Problem to solve:
Reproduce the records below exactly, but only between the lines holding "repository 8813f5ee85610eff" and "are compared against", inclusive.

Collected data
_____
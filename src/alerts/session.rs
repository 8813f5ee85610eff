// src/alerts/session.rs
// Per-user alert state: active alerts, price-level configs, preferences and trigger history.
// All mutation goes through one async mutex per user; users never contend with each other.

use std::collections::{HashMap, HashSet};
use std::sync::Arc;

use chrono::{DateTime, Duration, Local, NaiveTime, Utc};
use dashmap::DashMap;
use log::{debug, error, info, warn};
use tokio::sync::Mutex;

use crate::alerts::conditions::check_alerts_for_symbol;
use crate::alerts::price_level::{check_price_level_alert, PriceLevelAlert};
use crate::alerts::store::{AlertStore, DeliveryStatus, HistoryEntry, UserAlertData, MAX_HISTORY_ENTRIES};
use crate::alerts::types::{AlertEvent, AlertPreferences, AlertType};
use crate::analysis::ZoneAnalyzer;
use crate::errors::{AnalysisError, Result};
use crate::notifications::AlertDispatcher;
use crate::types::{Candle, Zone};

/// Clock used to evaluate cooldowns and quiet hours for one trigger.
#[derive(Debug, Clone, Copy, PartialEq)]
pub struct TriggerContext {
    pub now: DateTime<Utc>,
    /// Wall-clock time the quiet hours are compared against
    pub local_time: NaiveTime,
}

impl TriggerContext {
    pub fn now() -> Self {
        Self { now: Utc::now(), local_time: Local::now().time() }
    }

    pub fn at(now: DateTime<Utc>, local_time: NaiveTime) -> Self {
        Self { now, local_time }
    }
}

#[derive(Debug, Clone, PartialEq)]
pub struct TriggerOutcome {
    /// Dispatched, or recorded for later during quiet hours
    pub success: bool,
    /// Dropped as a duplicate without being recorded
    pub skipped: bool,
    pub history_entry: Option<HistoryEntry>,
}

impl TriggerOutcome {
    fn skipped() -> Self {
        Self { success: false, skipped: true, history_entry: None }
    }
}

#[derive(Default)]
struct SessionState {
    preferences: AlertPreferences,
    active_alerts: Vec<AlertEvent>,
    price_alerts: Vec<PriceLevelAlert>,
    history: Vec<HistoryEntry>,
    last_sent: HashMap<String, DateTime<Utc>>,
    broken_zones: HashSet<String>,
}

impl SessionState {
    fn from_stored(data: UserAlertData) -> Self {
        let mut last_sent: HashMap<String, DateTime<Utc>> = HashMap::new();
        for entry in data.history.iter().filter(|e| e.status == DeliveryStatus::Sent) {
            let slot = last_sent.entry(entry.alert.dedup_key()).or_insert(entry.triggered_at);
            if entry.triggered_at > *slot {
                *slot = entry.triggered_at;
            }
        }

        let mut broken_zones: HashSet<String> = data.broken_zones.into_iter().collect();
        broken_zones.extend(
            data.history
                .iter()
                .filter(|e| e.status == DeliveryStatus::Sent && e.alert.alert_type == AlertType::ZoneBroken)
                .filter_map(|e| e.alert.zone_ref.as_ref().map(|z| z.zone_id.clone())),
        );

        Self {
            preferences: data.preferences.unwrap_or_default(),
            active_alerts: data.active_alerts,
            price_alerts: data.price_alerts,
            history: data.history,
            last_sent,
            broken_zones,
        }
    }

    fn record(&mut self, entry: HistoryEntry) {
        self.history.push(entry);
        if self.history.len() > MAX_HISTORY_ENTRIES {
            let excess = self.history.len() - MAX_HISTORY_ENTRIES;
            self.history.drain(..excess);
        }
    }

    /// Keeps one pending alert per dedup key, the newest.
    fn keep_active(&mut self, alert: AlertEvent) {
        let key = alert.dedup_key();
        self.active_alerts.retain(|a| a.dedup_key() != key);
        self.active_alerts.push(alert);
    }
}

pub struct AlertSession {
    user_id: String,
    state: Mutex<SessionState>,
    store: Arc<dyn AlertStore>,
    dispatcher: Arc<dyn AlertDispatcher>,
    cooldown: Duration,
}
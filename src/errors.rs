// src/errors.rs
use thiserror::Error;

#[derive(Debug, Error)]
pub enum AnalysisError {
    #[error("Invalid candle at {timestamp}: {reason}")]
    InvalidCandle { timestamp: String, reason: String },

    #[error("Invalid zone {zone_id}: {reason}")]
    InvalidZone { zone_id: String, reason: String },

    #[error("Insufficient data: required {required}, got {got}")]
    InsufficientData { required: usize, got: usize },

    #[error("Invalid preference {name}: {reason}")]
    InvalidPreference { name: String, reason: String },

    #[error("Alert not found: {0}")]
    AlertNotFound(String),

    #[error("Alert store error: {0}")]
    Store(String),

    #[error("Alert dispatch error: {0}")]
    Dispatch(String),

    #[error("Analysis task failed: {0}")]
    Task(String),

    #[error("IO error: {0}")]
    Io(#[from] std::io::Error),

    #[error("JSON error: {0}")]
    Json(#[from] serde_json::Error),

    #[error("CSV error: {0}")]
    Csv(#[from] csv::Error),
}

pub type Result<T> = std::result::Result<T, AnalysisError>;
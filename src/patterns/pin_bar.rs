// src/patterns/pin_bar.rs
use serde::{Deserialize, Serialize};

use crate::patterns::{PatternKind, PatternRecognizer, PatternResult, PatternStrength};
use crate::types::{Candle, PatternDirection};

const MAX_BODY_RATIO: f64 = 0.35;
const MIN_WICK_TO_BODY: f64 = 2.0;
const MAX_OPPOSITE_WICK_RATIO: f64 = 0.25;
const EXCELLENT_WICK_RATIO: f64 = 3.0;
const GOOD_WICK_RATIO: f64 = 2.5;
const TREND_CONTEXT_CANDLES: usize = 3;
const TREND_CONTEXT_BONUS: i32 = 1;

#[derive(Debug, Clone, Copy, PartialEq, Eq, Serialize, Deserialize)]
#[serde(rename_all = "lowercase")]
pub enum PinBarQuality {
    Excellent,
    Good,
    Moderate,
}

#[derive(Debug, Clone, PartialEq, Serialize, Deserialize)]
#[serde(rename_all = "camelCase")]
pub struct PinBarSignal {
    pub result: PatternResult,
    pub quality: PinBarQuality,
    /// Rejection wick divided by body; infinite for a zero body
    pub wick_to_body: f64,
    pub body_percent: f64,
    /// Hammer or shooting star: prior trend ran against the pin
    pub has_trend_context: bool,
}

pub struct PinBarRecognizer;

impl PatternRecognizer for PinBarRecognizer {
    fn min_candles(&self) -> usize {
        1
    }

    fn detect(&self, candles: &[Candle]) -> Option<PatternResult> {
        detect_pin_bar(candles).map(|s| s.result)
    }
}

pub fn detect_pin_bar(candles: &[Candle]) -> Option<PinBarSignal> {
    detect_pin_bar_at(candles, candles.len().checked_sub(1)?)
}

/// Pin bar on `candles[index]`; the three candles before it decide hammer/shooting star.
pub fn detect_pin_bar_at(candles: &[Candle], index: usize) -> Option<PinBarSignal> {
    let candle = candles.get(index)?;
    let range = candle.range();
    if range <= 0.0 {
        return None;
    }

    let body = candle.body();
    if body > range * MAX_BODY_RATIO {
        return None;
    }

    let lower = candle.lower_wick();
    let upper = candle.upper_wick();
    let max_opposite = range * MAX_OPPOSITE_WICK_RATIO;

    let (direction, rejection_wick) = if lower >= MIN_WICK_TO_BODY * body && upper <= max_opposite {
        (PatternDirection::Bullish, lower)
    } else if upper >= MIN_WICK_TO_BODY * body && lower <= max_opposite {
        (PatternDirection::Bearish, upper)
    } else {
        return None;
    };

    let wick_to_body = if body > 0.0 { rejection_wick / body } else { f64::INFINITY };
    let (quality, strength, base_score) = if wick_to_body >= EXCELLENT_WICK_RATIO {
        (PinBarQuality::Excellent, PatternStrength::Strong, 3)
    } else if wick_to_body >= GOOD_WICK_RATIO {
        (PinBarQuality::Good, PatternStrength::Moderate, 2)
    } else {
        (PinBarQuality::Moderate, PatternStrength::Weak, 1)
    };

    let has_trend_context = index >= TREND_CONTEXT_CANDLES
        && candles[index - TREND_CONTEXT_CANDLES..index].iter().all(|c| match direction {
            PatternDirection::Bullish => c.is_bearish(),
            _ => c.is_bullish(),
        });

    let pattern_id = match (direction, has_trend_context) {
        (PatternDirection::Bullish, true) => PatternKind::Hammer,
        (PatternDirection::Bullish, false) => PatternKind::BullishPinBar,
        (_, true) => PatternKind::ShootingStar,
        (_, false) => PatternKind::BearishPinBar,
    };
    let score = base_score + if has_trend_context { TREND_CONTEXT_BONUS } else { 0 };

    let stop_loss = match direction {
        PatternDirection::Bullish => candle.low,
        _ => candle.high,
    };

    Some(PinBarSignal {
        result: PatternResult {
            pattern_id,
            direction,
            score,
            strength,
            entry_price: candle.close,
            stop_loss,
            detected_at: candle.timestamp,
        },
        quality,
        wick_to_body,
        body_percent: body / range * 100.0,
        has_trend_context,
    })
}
_____
Answer for this exercise:
repository 8813f5ee85610eff
// src/alerts/session.rs
// Per-user alert state: active alerts, price-level configs, preferences and trigger history.
// All mutation goes through one async mutex per user; users never contend with each other.

use std::collections::{HashMap, HashSet};
use std::sync::Arc;

use chrono::{DateTime, Duration, Local, NaiveTime, Utc};
use dashmap::DashMap;
use log::{debug, error, info, warn};
use tokio::sync::Mutex;

use crate::alerts::conditions::check_alerts_for_symbol;
use crate::alerts::price_level::{check_price_level_alert, PriceLevelAlert};
use crate::alerts::store::{AlertStore, DeliveryStatus, HistoryEntry, UserAlertData, MAX_HISTORY_ENTRIES};
use crate::alerts::types::{AlertEvent, AlertPreferences, AlertType};
use crate::analysis::ZoneAnalyzer;
use crate::errors::{AnalysisError, Result};
use crate::notifications::AlertDispatcher;
use crate::types::{Candle, Zone};

/// Clock used to evaluate cooldowns and quiet hours for one trigger.
#[derive(Debug, Clone, Copy, PartialEq)]
pub struct TriggerContext {
    pub now: DateTime<Utc>,
    /// Wall-clock time the quiet hours are compared against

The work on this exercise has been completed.